_Exercise brief_
Where a line in the records below includes "click", pull that line out.

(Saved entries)
[Start of Attachment]

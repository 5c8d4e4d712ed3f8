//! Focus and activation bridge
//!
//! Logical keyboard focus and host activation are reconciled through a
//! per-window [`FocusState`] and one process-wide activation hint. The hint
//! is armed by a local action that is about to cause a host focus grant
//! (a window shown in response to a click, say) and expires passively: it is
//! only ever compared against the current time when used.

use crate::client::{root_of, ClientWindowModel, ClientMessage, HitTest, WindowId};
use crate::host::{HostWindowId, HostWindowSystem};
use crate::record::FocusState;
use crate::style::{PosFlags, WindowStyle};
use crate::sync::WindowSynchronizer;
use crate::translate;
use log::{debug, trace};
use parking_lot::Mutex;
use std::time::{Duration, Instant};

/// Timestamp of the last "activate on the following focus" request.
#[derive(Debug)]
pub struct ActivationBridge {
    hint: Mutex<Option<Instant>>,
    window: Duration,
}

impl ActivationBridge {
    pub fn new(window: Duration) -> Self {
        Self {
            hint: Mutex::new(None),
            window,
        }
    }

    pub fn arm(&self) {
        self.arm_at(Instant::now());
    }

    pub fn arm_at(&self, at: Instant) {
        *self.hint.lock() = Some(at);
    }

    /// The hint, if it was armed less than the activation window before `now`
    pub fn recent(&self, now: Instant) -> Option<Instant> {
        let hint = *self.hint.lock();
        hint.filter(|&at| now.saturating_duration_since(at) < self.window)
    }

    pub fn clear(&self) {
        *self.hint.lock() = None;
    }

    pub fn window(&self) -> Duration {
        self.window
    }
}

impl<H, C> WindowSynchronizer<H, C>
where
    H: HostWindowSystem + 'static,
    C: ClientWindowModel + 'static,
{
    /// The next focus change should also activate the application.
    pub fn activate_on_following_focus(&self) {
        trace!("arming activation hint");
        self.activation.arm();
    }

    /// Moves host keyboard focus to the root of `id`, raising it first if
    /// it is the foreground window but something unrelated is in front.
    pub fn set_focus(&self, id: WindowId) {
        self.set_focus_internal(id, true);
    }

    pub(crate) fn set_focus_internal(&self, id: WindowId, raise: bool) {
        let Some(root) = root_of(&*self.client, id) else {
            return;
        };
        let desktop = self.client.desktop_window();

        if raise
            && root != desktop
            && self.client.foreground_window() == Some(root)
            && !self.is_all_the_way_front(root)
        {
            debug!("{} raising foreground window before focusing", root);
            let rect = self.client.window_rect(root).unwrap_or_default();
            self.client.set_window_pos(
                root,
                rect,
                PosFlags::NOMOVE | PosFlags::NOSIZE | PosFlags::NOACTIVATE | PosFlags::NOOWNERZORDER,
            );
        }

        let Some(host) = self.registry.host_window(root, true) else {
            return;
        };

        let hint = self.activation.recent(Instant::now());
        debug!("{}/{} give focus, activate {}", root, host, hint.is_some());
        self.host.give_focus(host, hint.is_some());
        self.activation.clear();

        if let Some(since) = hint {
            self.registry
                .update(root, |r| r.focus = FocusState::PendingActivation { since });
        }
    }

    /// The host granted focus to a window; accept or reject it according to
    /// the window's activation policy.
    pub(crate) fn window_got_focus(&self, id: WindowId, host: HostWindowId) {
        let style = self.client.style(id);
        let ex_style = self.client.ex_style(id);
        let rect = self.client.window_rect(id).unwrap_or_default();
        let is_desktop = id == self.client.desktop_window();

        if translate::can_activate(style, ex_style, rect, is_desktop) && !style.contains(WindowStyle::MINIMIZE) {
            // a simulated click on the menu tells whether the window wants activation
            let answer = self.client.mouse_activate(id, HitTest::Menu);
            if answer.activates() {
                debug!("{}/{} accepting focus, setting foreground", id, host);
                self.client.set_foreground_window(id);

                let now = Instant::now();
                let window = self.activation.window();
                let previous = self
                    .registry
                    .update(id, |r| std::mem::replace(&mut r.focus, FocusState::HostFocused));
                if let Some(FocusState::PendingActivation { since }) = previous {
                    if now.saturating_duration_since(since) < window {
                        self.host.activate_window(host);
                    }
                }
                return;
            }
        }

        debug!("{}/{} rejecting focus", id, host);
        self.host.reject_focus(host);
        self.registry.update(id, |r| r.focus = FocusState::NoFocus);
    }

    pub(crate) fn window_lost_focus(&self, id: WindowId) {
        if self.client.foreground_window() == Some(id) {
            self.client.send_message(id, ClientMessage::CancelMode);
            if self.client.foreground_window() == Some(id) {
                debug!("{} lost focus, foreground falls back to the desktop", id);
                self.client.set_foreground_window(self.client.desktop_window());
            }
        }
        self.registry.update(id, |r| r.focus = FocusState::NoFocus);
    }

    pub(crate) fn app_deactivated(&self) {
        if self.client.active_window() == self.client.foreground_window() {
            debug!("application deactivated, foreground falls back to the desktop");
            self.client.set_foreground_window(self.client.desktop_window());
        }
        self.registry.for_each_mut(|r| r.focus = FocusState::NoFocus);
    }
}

[End of Attachment]
[Start of Attachment]

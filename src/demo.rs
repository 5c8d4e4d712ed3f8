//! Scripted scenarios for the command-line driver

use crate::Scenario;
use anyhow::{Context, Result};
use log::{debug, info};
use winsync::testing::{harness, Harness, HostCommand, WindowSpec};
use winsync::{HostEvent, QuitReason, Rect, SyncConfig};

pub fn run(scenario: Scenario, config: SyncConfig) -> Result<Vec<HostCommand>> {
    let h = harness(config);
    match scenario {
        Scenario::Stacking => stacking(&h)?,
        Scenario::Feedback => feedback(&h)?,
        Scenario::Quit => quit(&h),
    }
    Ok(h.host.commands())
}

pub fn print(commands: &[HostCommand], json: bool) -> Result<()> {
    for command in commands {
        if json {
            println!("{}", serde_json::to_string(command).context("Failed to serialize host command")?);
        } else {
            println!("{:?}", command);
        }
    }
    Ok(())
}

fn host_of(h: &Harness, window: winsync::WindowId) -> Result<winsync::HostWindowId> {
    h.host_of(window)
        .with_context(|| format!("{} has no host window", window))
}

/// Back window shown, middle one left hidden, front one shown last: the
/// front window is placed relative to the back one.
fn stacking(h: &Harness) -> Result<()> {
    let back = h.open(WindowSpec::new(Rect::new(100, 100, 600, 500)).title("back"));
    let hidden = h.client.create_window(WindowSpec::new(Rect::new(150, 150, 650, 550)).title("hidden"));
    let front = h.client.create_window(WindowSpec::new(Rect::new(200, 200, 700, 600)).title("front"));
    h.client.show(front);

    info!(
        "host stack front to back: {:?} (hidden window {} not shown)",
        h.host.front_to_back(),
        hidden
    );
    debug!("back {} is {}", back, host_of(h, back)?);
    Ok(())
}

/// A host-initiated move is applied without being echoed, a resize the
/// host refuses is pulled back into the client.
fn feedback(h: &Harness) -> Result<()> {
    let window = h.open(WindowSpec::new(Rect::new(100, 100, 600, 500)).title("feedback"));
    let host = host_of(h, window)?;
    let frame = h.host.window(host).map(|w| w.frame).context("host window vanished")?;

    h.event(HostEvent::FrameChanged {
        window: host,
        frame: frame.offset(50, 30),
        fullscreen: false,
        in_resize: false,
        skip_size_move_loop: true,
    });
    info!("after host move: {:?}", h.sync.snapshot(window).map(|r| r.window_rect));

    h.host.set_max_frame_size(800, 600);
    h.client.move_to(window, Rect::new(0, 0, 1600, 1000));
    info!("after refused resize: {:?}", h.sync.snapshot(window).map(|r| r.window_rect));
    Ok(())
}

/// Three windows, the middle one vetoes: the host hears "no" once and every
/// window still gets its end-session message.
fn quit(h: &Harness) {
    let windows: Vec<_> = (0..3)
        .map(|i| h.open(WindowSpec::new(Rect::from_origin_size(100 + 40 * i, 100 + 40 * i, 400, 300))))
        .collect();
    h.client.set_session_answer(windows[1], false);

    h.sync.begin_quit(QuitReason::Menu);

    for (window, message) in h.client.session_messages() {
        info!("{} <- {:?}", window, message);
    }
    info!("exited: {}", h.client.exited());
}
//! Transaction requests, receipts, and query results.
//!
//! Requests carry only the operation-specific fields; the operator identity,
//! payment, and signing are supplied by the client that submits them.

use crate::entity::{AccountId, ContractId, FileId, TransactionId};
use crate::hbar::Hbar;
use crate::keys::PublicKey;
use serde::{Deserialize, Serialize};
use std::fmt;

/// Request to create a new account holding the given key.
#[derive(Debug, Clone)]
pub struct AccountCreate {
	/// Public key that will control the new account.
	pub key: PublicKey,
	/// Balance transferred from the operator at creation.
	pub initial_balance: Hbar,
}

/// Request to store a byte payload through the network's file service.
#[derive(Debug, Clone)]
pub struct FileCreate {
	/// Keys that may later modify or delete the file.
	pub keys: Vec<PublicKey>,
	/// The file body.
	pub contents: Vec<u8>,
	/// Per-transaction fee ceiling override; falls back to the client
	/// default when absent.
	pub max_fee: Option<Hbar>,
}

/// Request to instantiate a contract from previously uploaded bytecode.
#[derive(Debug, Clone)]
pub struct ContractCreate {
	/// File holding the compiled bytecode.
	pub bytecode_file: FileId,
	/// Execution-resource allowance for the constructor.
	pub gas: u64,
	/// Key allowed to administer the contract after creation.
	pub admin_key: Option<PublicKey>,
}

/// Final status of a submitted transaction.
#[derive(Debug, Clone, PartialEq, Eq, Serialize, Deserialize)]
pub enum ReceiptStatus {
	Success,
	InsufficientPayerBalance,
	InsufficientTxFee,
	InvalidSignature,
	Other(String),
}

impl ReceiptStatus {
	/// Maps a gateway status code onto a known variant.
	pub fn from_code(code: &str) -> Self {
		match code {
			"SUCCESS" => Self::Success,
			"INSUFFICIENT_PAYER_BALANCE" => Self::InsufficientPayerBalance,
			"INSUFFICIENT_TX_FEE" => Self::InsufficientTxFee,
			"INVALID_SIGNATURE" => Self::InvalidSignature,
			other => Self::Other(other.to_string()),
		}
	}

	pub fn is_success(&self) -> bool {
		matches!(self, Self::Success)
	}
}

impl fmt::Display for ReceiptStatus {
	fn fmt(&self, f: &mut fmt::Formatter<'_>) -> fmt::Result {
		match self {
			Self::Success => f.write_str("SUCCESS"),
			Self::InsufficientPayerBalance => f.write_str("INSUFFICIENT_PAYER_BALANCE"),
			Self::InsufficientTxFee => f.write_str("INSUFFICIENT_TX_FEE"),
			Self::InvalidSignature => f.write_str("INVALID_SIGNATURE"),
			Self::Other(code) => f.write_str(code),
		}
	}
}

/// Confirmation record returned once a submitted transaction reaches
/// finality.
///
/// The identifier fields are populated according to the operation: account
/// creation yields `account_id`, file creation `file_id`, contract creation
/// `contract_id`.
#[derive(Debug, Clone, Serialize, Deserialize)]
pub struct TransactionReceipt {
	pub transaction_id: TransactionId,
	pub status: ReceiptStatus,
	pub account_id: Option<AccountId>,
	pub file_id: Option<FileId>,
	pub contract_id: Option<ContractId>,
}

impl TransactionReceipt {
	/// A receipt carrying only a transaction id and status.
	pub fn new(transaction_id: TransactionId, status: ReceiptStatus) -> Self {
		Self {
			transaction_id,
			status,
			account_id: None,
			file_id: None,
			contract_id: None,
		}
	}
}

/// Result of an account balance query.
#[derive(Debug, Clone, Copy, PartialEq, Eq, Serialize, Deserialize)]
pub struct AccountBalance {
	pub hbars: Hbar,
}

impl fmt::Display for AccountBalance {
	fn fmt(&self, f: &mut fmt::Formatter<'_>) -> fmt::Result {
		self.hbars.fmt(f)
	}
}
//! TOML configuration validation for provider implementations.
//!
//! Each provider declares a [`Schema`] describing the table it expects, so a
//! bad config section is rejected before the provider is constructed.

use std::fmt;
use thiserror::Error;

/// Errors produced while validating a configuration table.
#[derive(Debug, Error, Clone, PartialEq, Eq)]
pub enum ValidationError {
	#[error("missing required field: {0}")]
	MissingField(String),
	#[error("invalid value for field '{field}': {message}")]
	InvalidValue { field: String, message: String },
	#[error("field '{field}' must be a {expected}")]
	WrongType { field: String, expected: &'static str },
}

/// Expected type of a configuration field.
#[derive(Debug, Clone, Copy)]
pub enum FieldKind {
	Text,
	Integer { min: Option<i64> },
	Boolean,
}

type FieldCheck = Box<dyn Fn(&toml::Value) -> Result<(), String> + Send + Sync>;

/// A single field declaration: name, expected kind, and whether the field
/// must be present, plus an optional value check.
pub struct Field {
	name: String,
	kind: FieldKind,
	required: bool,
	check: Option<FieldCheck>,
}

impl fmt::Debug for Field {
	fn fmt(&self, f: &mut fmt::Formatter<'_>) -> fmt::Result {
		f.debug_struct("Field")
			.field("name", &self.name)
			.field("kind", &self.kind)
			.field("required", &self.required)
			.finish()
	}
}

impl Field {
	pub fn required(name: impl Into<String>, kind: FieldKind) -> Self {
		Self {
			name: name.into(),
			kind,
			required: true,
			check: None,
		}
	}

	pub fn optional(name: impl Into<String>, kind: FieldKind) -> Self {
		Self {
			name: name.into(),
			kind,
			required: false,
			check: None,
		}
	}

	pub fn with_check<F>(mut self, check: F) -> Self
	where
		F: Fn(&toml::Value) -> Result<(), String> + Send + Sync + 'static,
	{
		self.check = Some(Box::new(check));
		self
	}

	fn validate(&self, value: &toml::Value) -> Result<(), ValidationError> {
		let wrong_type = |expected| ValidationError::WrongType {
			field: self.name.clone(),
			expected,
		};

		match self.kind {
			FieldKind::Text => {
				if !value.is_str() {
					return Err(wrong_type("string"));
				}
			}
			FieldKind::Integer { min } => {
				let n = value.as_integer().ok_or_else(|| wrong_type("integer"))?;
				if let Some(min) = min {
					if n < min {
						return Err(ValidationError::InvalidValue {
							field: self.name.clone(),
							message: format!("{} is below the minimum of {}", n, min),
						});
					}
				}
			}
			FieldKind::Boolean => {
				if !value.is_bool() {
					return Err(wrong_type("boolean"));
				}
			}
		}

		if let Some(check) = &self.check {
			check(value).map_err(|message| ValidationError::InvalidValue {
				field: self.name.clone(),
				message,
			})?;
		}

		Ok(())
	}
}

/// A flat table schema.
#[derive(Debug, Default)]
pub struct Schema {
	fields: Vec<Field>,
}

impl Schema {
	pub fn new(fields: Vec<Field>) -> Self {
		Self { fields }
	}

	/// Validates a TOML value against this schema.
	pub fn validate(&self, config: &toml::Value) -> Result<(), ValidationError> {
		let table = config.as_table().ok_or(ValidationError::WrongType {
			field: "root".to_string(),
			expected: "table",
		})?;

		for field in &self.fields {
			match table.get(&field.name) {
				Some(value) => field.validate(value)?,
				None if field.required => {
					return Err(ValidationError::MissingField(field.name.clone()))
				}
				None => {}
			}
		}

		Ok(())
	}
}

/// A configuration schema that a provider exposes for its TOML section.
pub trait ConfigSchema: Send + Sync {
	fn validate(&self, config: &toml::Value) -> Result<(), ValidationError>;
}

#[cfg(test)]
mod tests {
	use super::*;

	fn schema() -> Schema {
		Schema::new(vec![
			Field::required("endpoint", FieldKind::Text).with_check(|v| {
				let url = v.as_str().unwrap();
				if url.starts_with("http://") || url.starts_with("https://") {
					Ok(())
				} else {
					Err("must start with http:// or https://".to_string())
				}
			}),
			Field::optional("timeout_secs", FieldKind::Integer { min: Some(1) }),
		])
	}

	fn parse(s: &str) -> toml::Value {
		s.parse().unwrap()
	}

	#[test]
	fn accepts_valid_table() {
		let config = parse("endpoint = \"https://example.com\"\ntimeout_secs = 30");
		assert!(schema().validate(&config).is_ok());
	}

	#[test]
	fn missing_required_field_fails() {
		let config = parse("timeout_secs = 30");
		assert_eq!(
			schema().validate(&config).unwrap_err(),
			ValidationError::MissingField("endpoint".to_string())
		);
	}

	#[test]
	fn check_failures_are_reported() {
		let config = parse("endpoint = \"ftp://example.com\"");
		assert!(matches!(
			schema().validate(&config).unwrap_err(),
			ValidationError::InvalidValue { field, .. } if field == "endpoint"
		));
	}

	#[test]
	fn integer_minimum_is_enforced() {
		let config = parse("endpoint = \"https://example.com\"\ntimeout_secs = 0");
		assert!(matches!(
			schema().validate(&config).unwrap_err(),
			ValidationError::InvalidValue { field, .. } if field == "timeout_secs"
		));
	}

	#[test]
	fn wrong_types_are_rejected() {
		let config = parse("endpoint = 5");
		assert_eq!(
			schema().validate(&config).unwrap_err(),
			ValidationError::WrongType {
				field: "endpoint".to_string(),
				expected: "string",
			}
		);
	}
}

[End of Attachment]
[Start of Attachment]

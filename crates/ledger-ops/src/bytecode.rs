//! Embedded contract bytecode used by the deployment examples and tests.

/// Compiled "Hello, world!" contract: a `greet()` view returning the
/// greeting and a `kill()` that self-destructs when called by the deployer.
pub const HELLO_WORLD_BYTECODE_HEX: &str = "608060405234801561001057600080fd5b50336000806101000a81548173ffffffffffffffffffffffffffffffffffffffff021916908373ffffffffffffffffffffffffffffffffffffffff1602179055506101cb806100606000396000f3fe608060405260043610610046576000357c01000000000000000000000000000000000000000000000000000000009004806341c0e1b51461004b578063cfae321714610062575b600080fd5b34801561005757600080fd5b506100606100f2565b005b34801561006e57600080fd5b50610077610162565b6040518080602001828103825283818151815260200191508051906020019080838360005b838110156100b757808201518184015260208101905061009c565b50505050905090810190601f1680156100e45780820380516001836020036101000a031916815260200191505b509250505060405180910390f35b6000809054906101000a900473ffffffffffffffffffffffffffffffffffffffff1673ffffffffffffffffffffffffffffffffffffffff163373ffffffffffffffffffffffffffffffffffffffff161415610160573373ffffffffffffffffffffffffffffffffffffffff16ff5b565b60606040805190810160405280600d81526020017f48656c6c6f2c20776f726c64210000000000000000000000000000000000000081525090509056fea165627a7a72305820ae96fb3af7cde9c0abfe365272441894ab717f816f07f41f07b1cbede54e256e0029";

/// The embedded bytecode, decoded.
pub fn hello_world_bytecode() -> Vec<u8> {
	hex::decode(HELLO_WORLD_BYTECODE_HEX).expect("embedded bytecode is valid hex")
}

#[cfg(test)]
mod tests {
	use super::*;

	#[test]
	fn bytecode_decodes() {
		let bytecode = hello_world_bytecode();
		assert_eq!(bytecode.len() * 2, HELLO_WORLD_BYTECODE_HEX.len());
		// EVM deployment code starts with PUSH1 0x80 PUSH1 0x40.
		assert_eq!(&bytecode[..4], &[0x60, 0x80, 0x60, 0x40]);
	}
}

[End of Attachment]

_The answer_
//! (a window shown in response to a click, say) and expires passively: it is
            // a simulated click on the menu tells whether the window wants activation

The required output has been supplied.